» Aim of the exercise:
Word for word, transcribe the material below from its first line to the line with "Layout (little-endian, no", both included.

» Supplied material:
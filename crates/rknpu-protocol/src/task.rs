use bytemuck::{Pod, Zeroable};

/// One hardware task record as laid out by the user-space runtime inside a task buffer.
///
/// Layout (little-endian, no padding):
/// - 8 × `u32`: `flags`, `op_idx`, `enable_mask`, `int_mask`, `int_clear`, `int_status`,
///   `regcfg_amount`, `regcfg_offset`
/// - `regcmd_addr: u64`
///
/// Total size: 40 bytes. The driver only ever reads these records.
#[repr(C)]
#[derive(Clone, Copy, Debug, Default, PartialEq, Eq, Pod, Zeroable)]
pub struct RknpuTask {
    pub flags: u32,
    pub op_idx: u32,
    pub enable_mask: u32,
    /// Interrupt bits the core raises once this task retires.
    pub int_mask: u32,
    pub int_clear: u32,
    pub int_status: u32,
    /// Number of register-command words in the block at `regcmd_addr`.
    pub regcfg_amount: u32,
    pub regcfg_offset: u32,
    /// Device address of the task's register-command block.
    pub regcmd_addr: u64,
}

const _: () = assert!(RknpuTask::SIZE_BYTES == 40);

impl RknpuTask {
    pub const SIZE_BYTES: usize = core::mem::size_of::<Self>();

    /// Byte offset of task `index` inside a task buffer.
    #[inline]
    pub const fn offset_of_index(index: u32) -> u64 {
        index as u64 * Self::SIZE_BYTES as u64
    }

    pub fn decode_from_le_bytes(buf: &[u8]) -> Option<Self> {
        let buf: &[u8; Self::SIZE_BYTES] = buf.get(..Self::SIZE_BYTES)?.try_into().ok()?;
        let u32_at = |off: usize| u32::from_le_bytes([buf[off], buf[off + 1], buf[off + 2], buf[off + 3]]);
        let mut addr = [0u8; 8];
        addr.copy_from_slice(&buf[32..40]);
        Some(Self {
            flags: u32_at(0),
            op_idx: u32_at(4),
            enable_mask: u32_at(8),
            int_mask: u32_at(12),
            int_clear: u32_at(16),
            int_status: u32_at(20),
            regcfg_amount: u32_at(24),
            regcfg_offset: u32_at(28),
            regcmd_addr: u64::from_le_bytes(addr),
        })
    }

    /// View this record as raw bytes (little-endian on all supported platforms).
    #[inline]
    pub fn as_bytes(&self) -> &[u8] {
        bytemuck::bytes_of(self)
    }
}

» Answer for this exercise:
filename crates/rknpu-protocol/src/task.rs
use bytemuck::{Pod, Zeroable};

/// One hardware task record as laid out by the user-space runtime inside a task buffer.
///
/// Layout (little-endian, no padding):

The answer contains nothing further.